PROMPT:
Determine how many lines in the records hold "source", and give that number with nothing added.
*** RECORDS TO USE ***
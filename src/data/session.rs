use icu::collator::CollatorBorrowed;
use jiff::civil::Date;
use snafu::{OptionExt, ResultExt};

use crate::{
    data::{
        query::{self, SortField, SortOrder, SortState},
        roster::Roster,
        student::{Student, StudentForm},
        summary::Summary,
        validation::validate,
    },
    error::{MissingStudentSnafu, RosterResult, ValidationSnafu},
    maud_conveniences::Notice,
};

/// Everything the page is currently showing: the roster, the edit in progress and the sort.
#[derive(Debug, Default)]
pub struct Session {
    roster: Roster,
    editing_id: Option<String>,
    sort: SortState,
}

impl Session {
    #[cfg(test)]
    pub fn new(roster: Roster) -> Self {
        Self {
            roster,
            ..Self::default()
        }
    }

    pub const fn roster(&self) -> &Roster {
        &self.roster
    }

    pub fn editing(&self) -> Option<&Student> {
        self.editing_id
            .as_deref()
            .and_then(|id| self.roster.find(id))
    }

    pub const fn sort(&self) -> SortState {
        self.sort
    }

    /// Adds a new student, or updates the one being edited.
    pub fn submit(&mut self, form: &StudentForm, today: Date) -> RosterResult<Notice> {
        let new_student = validate(form, today).context(ValidationSnafu)?;

        if let Some(editing_id) = self.editing_id.as_deref() {
            let updated = self.roster.update(editing_id, new_student.into())?;
            info!(id = updated.id(), "Updated student");
            self.editing_id = None;
            Ok(Notice::success("Cập nhật thông tin thành công!"))
        } else {
            let id = self.roster.add(new_student)?;
            info!(%id, "Added student");
            Ok(Notice::success("Đã thêm sinh viên thành công!"))
        }
    }

    pub fn begin_editing(&mut self, id: &str) -> RosterResult<&Student> {
        let student = self.roster.find(id).context(MissingStudentSnafu { id })?;
        self.editing_id = Some(student.id().to_string());
        Ok(student)
    }

    pub fn cancel_editing(&mut self) {
        self.editing_id = None;
    }

    pub fn remove(&mut self, id: &str) -> Notice {
        if self.roster.remove(id).is_some() {
            info!(id, "Removed student");
        }
        if self.editing_id.as_deref() == Some(id) {
            self.editing_id = None;
        }
        Notice::success("Đã xóa sinh viên.")
    }

    pub fn seed(&mut self) -> Notice {
        self.roster.seed();
        self.editing_id = None;
        info!(count = self.roster.len(), "Loaded demo students");
        Notice::success("Đã thêm dữ liệu mẫu!")
    }

    pub fn toggle_sort(&mut self, field: SortField, order: SortOrder) -> SortState {
        self.sort = self.sort.toggle(field, order);
        self.sort
    }

    pub fn visible(&self, keyword: &str, collator: &CollatorBorrowed<'_>) -> Vec<&Student> {
        query::run(self.roster.students(), keyword, self.sort, collator)
    }

    pub fn summary(&self) -> Summary {
        Summary::of(self.roster.students())
    }
}
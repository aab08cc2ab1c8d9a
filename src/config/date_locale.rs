use std::fmt;

use icu::{
    calendar::{Date as IcuDate, Iso},
    collator::{Collator, CollatorBorrowed, options::CollatorOptions},
    datetime::{DateTimeFormatter, DateTimeFormatterPreferences, fieldsets::YMD},
    locale::Locale,
};
use jiff::{Zoned, civil::Date, tz::TimeZone};
use jiff_icu::ConvertFrom;
use snafu::ResultExt;

use crate::error::{
    BadDateTimeFormatterSnafu, InvalidCollatorSnafu, InvalidLocaleSnafu, InvalidTimezoneSnafu,
    RosterResult,
};

pub const DEFAULT_TIMEZONE: &str = "Asia/Ho_Chi_Minh";
pub const DEFAULT_LOCALE: &str = "vi";

/// Where "today" is, and how dates and names are shown and ordered.
pub struct DateLocaleConfig {
    pub timezone: TimeZone,
    pub locale: Locale,
    dtf_prefs: DateTimeFormatterPreferences,
    collator: CollatorBorrowed<'static>,
}

impl fmt::Debug for DateLocaleConfig {
    fn fmt(&self, f: &mut fmt::Formatter<'_>) -> fmt::Result {
        f.debug_struct("DateLocaleConfig")
            .field("timezone", &self.timezone.iana_name().unwrap_or("UTC"))
            .field("locale", &self.locale.to_string())
            .finish_non_exhaustive()
    }
}

impl DateLocaleConfig {
    pub fn new(timezone: &str, locale: &str) -> RosterResult<Self> {
        let timezone = TimeZone::get(timezone).context(InvalidTimezoneSnafu { tz: timezone })?;
        let locale = Locale::try_from_str(locale).context(InvalidLocaleSnafu { provided: locale })?;

        let dtf_prefs: DateTimeFormatterPreferences = (&locale).into();
        let collator = Collator::try_new((&locale).into(), CollatorOptions::default())
            .context(InvalidCollatorSnafu {
                locale: locale.to_string(),
            })?;

        Ok(Self {
            timezone,
            locale,
            dtf_prefs,
            collator,
        })
    }

    pub fn today(&self) -> Date {
        Zoned::now().with_time_zone(self.timezone.clone()).date()
    }

    pub const fn collator(&self) -> &CollatorBorrowed<'static> {
        &self.collator
    }

    //TODO: build the formatter once instead of on every call
    pub fn short_ymd(&self, date: Date) -> RosterResult<String> {
        let formatter = DateTimeFormatter::try_new(self.dtf_prefs, YMD::short())
            .context(BadDateTimeFormatterSnafu)?;

        Ok(formatter
            .format(&IcuDate::<Iso>::convert_from(date))
            .to_string())
    }
}
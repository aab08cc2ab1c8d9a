use crate::{
    error::RosterResult,
    maud_conveniences::{empty_notice, title},
    routes::students::workspace,
    state::RosterState,
};
use axum::extract::State;
use maud::{Markup, html};

pub async fn get_index_route(State(state): State<RosterState>) -> RosterResult<Markup> {
    let date_locale = state.config().date_locale_config();
    let session = state.session().await;
    let workspace = workspace(&session, "", &date_locale)?;

    Ok(state.render(html! {
        div class="w-full max-w-7xl flex flex-col space-y-4" {
            (title("Quản lý sinh viên"))
            (empty_notice())
            (workspace)
        }
    }))
}
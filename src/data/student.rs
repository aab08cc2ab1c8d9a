use std::{
    cmp::Ordering,
    fmt::{self, Write as _},
};

use jiff::civil::Date;
use maud::Render;
use serde::Deserialize;

use crate::data::name::normalise_name;

/// A grade point average, always within `[0.00, 4.00]`.
#[derive(Debug, Copy, Clone)]
pub struct Gpa(f64);

impl Gpa {
    pub const ZERO: Self = Self(0.0);
    pub const MIN: f64 = 0.0;
    pub const MAX: f64 = 4.0;

    pub fn new(value: f64) -> Option<Self> {
        // `+ 0.0` folds -0.0 into 0.0
        (Self::MIN..=Self::MAX)
            .contains(&value)
            .then_some(Self(value + 0.0))
    }

    pub const fn value(self) -> f64 {
        self.0
    }
}

impl PartialEq for Gpa {
    fn eq(&self, other: &Self) -> bool {
        self.cmp(other) == Ordering::Equal
    }
}

impl Eq for Gpa {}

impl PartialOrd for Gpa {
    fn partial_cmp(&self, other: &Self) -> Option<Ordering> {
        Some(self.cmp(other))
    }
}

impl Ord for Gpa {
    fn cmp(&self, other: &Self) -> Ordering {
        self.0.total_cmp(&other.0)
    }
}

impl fmt::Display for Gpa {
    /// Two decimals, with exact ties rounded half up rather than to even.
    #[allow(clippy::float_cmp)]
    fn fmt(&self, f: &mut fmt::Formatter<'_>) -> fmt::Result {
        // a value sits exactly between two hundredths iff it is an odd multiple of 1/8
        let eighths = self.0 * 8.0;
        let value = if eighths.fract() == 0.0 && eighths % 2.0 == 1.0 {
            (self.0 * 100.0).round() / 100.0
        } else {
            self.0
        };
        write!(f, "{value:.2}")
    }
}

impl Render for Gpa {
    fn render_to(&self, buffer: &mut String) {
        let _ = write!(buffer, "{self}");
    }
}

/// The student form exactly as it was submitted.
#[derive(Deserialize, Debug, Clone)]
pub struct StudentForm {
    #[serde(default)]
    pub student_id: String,
    #[serde(default)]
    pub full_name: String,
    #[serde(default)]
    pub dob: String,
    #[serde(default)]
    pub class_name: String,
    #[serde(default)]
    pub gpa: String,
}

/// A bundle that has passed validation, not yet normalised.
#[derive(Debug, Clone)]
pub struct NewStudent {
    pub id: String,
    pub name: String,
    pub date_of_birth: Date,
    pub class_name: String,
    pub gpa: Gpa,
}

#[derive(Debug, Clone, Default)]
pub struct StudentPatch {
    pub name: Option<String>,
    pub date_of_birth: Option<Date>,
    pub class_name: Option<String>,
    pub gpa: Option<Gpa>,
}

impl From<NewStudent> for StudentPatch {
    fn from(
        NewStudent {
            id: _,
            name,
            date_of_birth,
            class_name,
            gpa,
        }: NewStudent,
    ) -> Self {
        Self {
            name: Some(name),
            date_of_birth: Some(date_of_birth),
            class_name: Some(class_name),
            gpa: Some(gpa),
        }
    }
}

#[derive(Debug, Clone, PartialEq)]
pub struct Student {
    id: String,
    pub name: String,
    pub date_of_birth: Date,
    pub class_name: String,
    pub gpa: Gpa,
}

impl Student {
    pub fn new(
        NewStudent {
            id,
            name,
            date_of_birth,
            class_name,
            gpa,
        }: NewStudent,
    ) -> Self {
        Self {
            id: id.trim().to_string(),
            name: normalise_name(&name),
            date_of_birth,
            class_name: class_name.trim().to_string(),
            gpa,
        }
    }

    pub fn id(&self) -> &str {
        &self.id
    }

    /// Replaces the provided fields, normalising them the same way [`Student::new`] does.
    pub fn update(
        &mut self,
        StudentPatch {
            name,
            date_of_birth,
            class_name,
            gpa,
        }: StudentPatch,
    ) {
        if let Some(name) = name {
            self.name = normalise_name(&name);
        }
        if let Some(date_of_birth) = date_of_birth {
            self.date_of_birth = date_of_birth;
        }
        if let Some(class_name) = class_name {
            self.class_name = class_name.trim().to_string();
        }
        if let Some(gpa) = gpa {
            self.gpa = gpa;
        }
    }
}
use jiff::civil::Date;
use snafu::{OptionExt, ResultExt, Snafu, ensure};

use crate::data::student::{Gpa, NewStudent, StudentForm};

/// September, when the academic year starts.
const ACADEMIC_YEAR_START_MONTH: i8 = 9;
const MIN_AGE_BEFORE_ACADEMIC_YEAR: i32 = 19;
const MIN_AGE_FROM_ACADEMIC_YEAR: i32 = 18;
const MAX_AGE: i32 = 100;

#[derive(Debug, Snafu)]
#[snafu(visibility(pub))]
pub enum ValidationError {
    #[snafu(display("Vui lòng nhập đầy đủ thông tin."))]
    MissingFields,
    #[snafu(display("Điểm GPA phải nằm trong khoảng 0.00 - 4.00."))]
    GpaOutOfRange { provided: String },
    #[snafu(display("Ngày sinh không hợp lệ."))]
    InvalidDateOfBirth {
        source: jiff::Error,
        provided: String,
    },
    #[snafu(display("Ngày sinh không được là ngày trong tương lai."))]
    FutureDateOfBirth { date_of_birth: Date, today: Date },
    #[snafu(display("Ngày sinh không hợp lệ (tuổi quá bé)."))]
    TooYoung { age: i32, min_age: i32 },
    #[snafu(display("Ngày sinh không hợp lệ (tuổi quá lớn)."))]
    TooOld { age: i32 },
}

/// The youngest accepted age: a year older until the academic year starts.
pub fn min_age(today: Date) -> i32 {
    if today.month() < ACADEMIC_YEAR_START_MONTH {
        MIN_AGE_BEFORE_ACADEMIC_YEAR
    } else {
        MIN_AGE_FROM_ACADEMIC_YEAR
    }
}

/// Age as a plain difference of calendar years, ignoring month and day.
pub fn age_in_years(date_of_birth: Date, today: Date) -> i32 {
    i32::from(today.year()) - i32::from(date_of_birth.year())
}

/// Checks a submitted form, stopping at the first rule it breaks.
pub fn validate(form: &StudentForm, today: Date) -> Result<NewStudent, ValidationError> {
    let StudentForm {
        student_id,
        full_name,
        dob,
        class_name,
        gpa,
    } = form;

    ensure!(
        [student_id, full_name, dob, class_name, gpa]
            .iter()
            .all(|field| !field.trim().is_empty()),
        MissingFieldsSnafu
    );

    let gpa = gpa
        .trim()
        .parse::<f64>()
        .ok()
        .and_then(Gpa::new)
        .context(GpaOutOfRangeSnafu { provided: gpa })?;

    let date_of_birth: Date = dob
        .trim()
        .parse()
        .context(InvalidDateOfBirthSnafu { provided: dob })?;

    ensure!(
        date_of_birth <= today,
        FutureDateOfBirthSnafu {
            date_of_birth,
            today
        }
    );

    let age = age_in_years(date_of_birth, today);
    let min_age = min_age(today);
    ensure!(age >= min_age, TooYoungSnafu { age, min_age });
    ensure!(age <= MAX_AGE, TooOldSnafu { age });

    Ok(NewStudent {
        id: student_id.clone(),
        name: full_name.clone(),
        date_of_birth,
        class_name: class_name.clone(),
        gpa,
    })
}

#[cfg(test)]
mod tests {
    use super::*;
    use jiff::civil::date;

    const TODAY: Date = date(2025, 10, 14);

    fn form(dob: &str, gpa: &str) -> StudentForm {
        StudentForm {
            student_id: "B23DCCN001".to_string(),
            full_name: "bùi anh đức".to_string(),
            dob: dob.to_string(),
            class_name: "D23CTCN01-B".to_string(),
            gpa: gpa.to_string(),
        }
    }

    #[test]
    fn accepts_a_valid_form() {
        let student = validate(&form("2005-03-15", " 3.82 "), TODAY).unwrap();
        assert_eq!(student.date_of_birth, date(2005, 3, 15));
        assert_eq!(student.gpa.to_string(), "3.82");
        assert_eq!(student.name, "bùi anh đức");
    }

    #[test]
    fn rejects_missing_fields() {
        let mut missing_class = form("2005-03-15", "3.0");
        missing_class.class_name = String::new();
        assert!(matches!(
            validate(&missing_class, TODAY),
            Err(ValidationError::MissingFields)
        ));

        let mut blank_id = form("2005-03-15", "3.0");
        blank_id.student_id = "   ".to_string();
        assert!(matches!(
            validate(&blank_id, TODAY),
            Err(ValidationError::MissingFields)
        ));

        assert!(matches!(
            validate(&form("2005-03-15", ""), TODAY),
            Err(ValidationError::MissingFields)
        ));
    }

    #[test]
    fn rejects_gpa_outside_range() {
        for gpa in ["4.5", "-0.1", "abc", "NaN", "inf"] {
            assert!(
                matches!(
                    validate(&form("2005-03-15", gpa), TODAY),
                    Err(ValidationError::GpaOutOfRange { .. })
                ),
                "{gpa} should be rejected"
            );
        }
        assert!(validate(&form("2005-03-15", "0"), TODAY).is_ok());
        assert!(validate(&form("2005-03-15", "4.00"), TODAY).is_ok());
    }

    #[test]
    fn rejects_unparsable_dates() {
        for dob in ["2005-02-30", "15/03/2005", "yesterday"] {
            assert!(matches!(
                validate(&form(dob, "3.0"), TODAY),
                Err(ValidationError::InvalidDateOfBirth { .. })
            ));
        }
    }

    #[test]
    fn rejects_future_dates() {
        assert!(matches!(
            validate(&form("2025-10-15", "3.0"), TODAY),
            Err(ValidationError::FutureDateOfBirth { .. })
        ));
    }

    #[test]
    fn gpa_is_checked_before_date() {
        assert!(matches!(
            validate(&form("not a date", "9"), TODAY),
            Err(ValidationError::GpaOutOfRange { .. })
        ));
    }

    #[test]
    fn minimum_age_depends_on_academic_year() {
        assert_eq!(min_age(date(2025, 8, 31)), 19);
        assert_eq!(min_age(date(2025, 9, 1)), 18);

        // born 2007: 18 by year difference
        assert!(validate(&form("2007-12-31", "3.0"), date(2025, 9, 1)).is_ok());
        assert!(matches!(
            validate(&form("2007-01-01", "3.0"), date(2025, 8, 31)),
            Err(ValidationError::TooYoung {
                age: 18,
                min_age: 19
            })
        ));
    }

    #[test]
    fn age_ignores_month_and_day() {
        assert_eq!(age_in_years(date(2006, 12, 31), date(2025, 1, 1)), 19);
        assert!(validate(&form("2006-12-31", "3.0"), date(2025, 1, 1)).is_ok());
    }

    #[test]
    fn rejects_implausibly_old() {
        assert!(validate(&form("1925-06-01", "3.0"), TODAY).is_ok());
        assert!(matches!(
            validate(&form("1924-06-01", "3.0"), TODAY),
            Err(ValidationError::TooOld { age: 101 })
        ));
    }
}
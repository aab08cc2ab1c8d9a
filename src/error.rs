use crate::{data::validation::ValidationError, maud_conveniences::Notice};
use axum::{
    http::StatusCode,
    response::{AppendHeaders, IntoResponse, Response},
};
use maud::Render;
use snafu::Snafu;

pub type RosterResult<T> = Result<T, RosterError>;

#[derive(Debug, Snafu)]
#[snafu(visibility(pub))]
pub enum RosterError {
    #[snafu(display("{source}"))]
    Validation { source: ValidationError },
    #[snafu(display("Mã sinh viên đã tồn tại. Vui lòng kiểm tra lại."))]
    DuplicateId { id: String },
    #[snafu(display("Không tìm thấy sinh viên để cập nhật."))]
    MissingStudent { id: String },
    #[snafu(display("Danh sách sinh viên trống. Không có dữ liệu để tải."))]
    EmptyRoster,
    #[snafu(display("Error writing XLSX"))]
    Xlsx {
        source: rust_xlsxwriter::XlsxError,
    },
    #[snafu(display("Error with CSVs"))]
    Csv { source: csv::Error },
    #[snafu(display("Error flushing CSV"))]
    CsvFlush { source: std::io::Error },
    #[snafu(display("Unable to retrieve env var `{}`", name))]
    BadEnvVar {
        source: dotenvy::Error,
        name: &'static str,
    },
    #[snafu(display("Unknown timezone {:?}", tz))]
    InvalidTimezone { source: jiff::Error, tz: String },
    #[snafu(display("Invalid locale {:?}", provided))]
    InvalidLocale {
        source: icu::locale::ParseError,
        provided: String,
    },
    #[snafu(display("Unable to load collation data for {:?}", locale))]
    InvalidCollator {
        source: icu_provider::DataError,
        locale: String,
    },
    #[snafu(display("Unable to create date formatter"))]
    BadDateTimeFormatter {
        source: icu::datetime::DateTimeFormatterLoadError,
    },
}

impl RosterError {
    pub const fn status_code(&self) -> StatusCode {
        const ISE: StatusCode = StatusCode::INTERNAL_SERVER_ERROR; //internal server error
        const BI: StatusCode = StatusCode::BAD_REQUEST; //bad input

        match self {
            Self::Validation { .. } => StatusCode::UNPROCESSABLE_ENTITY,
            Self::DuplicateId { .. } => StatusCode::CONFLICT,
            Self::MissingStudent { .. } => StatusCode::NOT_FOUND,
            Self::EmptyRoster => BI,
            Self::Xlsx { .. } | Self::Csv { .. } | Self::CsvFlush { .. } => ISE,
            Self::BadEnvVar { .. } | Self::InvalidTimezone { .. } | Self::InvalidLocale { .. } => {
                ISE
            }
            Self::InvalidCollator { .. } | Self::BadDateTimeFormatter { .. } => ISE,
        }
    }
}

impl IntoResponse for RosterError {
    fn into_response(self) -> Response {
        let status_code = self.status_code();
        if status_code.is_server_error() {
            error!(?self, "Error!");
        } else {
            warn!(?self, "Rejected request");
        }

        // errors always land in the notice area, whatever the request targeted
        (
            status_code,
            AppendHeaders([("HX-Retarget", "#notice"), ("HX-Reswap", "outerHTML")]),
            Notice::error(self.to_string()).render(),
        )
            .into_response()
    }
}

#[cfg(test)]
mod tests {
    use super::*;

    #[test]
    fn user_errors_are_client_errors() {
        let duplicate = RosterError::DuplicateId {
            id: "B23DCCN001".to_string(),
        };
        assert_eq!(duplicate.status_code(), StatusCode::CONFLICT);
        assert_eq!(
            duplicate.to_string(),
            "Mã sinh viên đã tồn tại. Vui lòng kiểm tra lại."
        );

        let validation = RosterError::Validation {
            source: ValidationError::MissingFields,
        };
        assert_eq!(validation.status_code(), StatusCode::UNPROCESSABLE_ENTITY);
        assert_eq!(validation.to_string(), "Vui lòng nhập đầy đủ thông tin.");
    }

    #[test]
    fn responses_are_retargeted_to_the_notice() {
        let response = RosterError::EmptyRoster.into_response();
        assert_eq!(response.status(), StatusCode::BAD_REQUEST);
        assert_eq!(response.headers()["HX-Retarget"], "#notice");
    }
}
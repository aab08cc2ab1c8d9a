use std::cmp::Ordering;

use icu::collator::CollatorBorrowed;

/// Trims, collapses internal whitespace and capitalises each word of a person's name.
pub fn normalise_name(name: &str) -> String {
    name.split_whitespace()
        .map(capitalise_word)
        .collect::<Vec<_>>()
        .join(" ")
}

fn capitalise_word(word: &str) -> String {
    let mut chars = word.chars();
    let Some(first) = chars.next() else {
        return String::new();
    };

    first
        .to_uppercase()
        .chain(chars.as_str().to_lowercase().chars())
        .collect()
}

/// A full name split the Vietnamese way: family name first, given name last.
#[derive(Debug, Clone, PartialEq, Eq)]
pub struct VietnameseName<'a> {
    pub family: &'a str,
    pub middle: String,
    pub given: &'a str,
}

impl<'a> VietnameseName<'a> {
    pub fn parse(full_name: &'a str) -> Self {
        let parts: Vec<&str> = full_name.split_whitespace().collect();

        match *parts.as_slice() {
            [] => Self {
                family: "",
                middle: String::new(),
                given: "",
            },
            [given] => Self {
                family: "",
                middle: String::new(),
                given,
            },
            [family, given] => Self {
                family,
                middle: String::new(),
                given,
            },
            [family, ref middle @ .., given] => Self {
                family,
                middle: middle.join(" "),
                given,
            },
        }
    }

    /// Given name first, then middle names, then family name.
    pub fn collate(&self, other: &Self, collator: &CollatorBorrowed<'_>) -> Ordering {
        collator
            .compare(self.given, other.given)
            .then_with(|| collator.compare(&self.middle, &other.middle))
            .then_with(|| collator.compare(self.family, other.family))
    }
}
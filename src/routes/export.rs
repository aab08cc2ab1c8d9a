use crate::{
    error::{EmptyRosterSnafu, RosterResult},
    export::{ExportFormat, file_name, rows, to_csv, to_xlsx},
    maud_conveniences::Notice,
    state::RosterState,
};
use axum::{
    extract::{Query, State},
    http::header::{CONTENT_DISPOSITION, CONTENT_TYPE},
    response::{AppendHeaders, IntoResponse, Response},
};
use maud::Render;
use serde::Deserialize;
use snafu::ensure;

#[derive(Deserialize, Debug)]
pub struct FormatQuery {
    format: ExportFormat,
}

pub const fn download_path(format: ExportFormat) -> &'static str {
    match format {
        ExportFormat::Xlsx => "/export/students.xlsx",
        ExportFormat::Csv => "/export/students.csv",
    }
}

/// Refuses an empty roster up front, otherwise sends the browser off to the file.
pub async fn internal_get_export(
    State(state): State<RosterState>,
    Query(FormatQuery { format }): Query<FormatQuery>,
) -> RosterResult<Response> {
    ensure!(!state.session().await.roster().is_empty(), EmptyRosterSnafu);

    Ok((
        AppendHeaders([("HX-Redirect", download_path(format))]),
        Notice::success("Đã tải danh sách sinh viên thành công!").render(),
    )
        .into_response())
}

async fn download(state: &RosterState, format: ExportFormat) -> RosterResult<Response> {
    let date_locale = state.config().date_locale_config();
    let rows = rows(state.session().await.roster(), &date_locale)?;

    let bytes = match format {
        ExportFormat::Xlsx => to_xlsx(&rows)?,
        ExportFormat::Csv => to_csv(&rows)?,
    };
    let file_name = file_name(date_locale.today(), format);
    info!(?format, rows = rows.len(), %file_name, "Exported students");

    Ok((
        AppendHeaders([
            (CONTENT_TYPE, format.content_type().to_string()),
            (
                CONTENT_DISPOSITION,
                format!("attachment; filename=\"{file_name}\""),
            ),
        ]),
        bytes,
    )
        .into_response())
}

pub async fn get_export_xlsx(State(state): State<RosterState>) -> RosterResult<Response> {
    download(&state, ExportFormat::Xlsx).await
}

pub async fn get_export_csv(State(state): State<RosterState>) -> RosterResult<Response> {
    download(&state, ExportFormat::Csv).await
}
*** End of RECORDS TO USE ***
YOUR RESPONSE:
12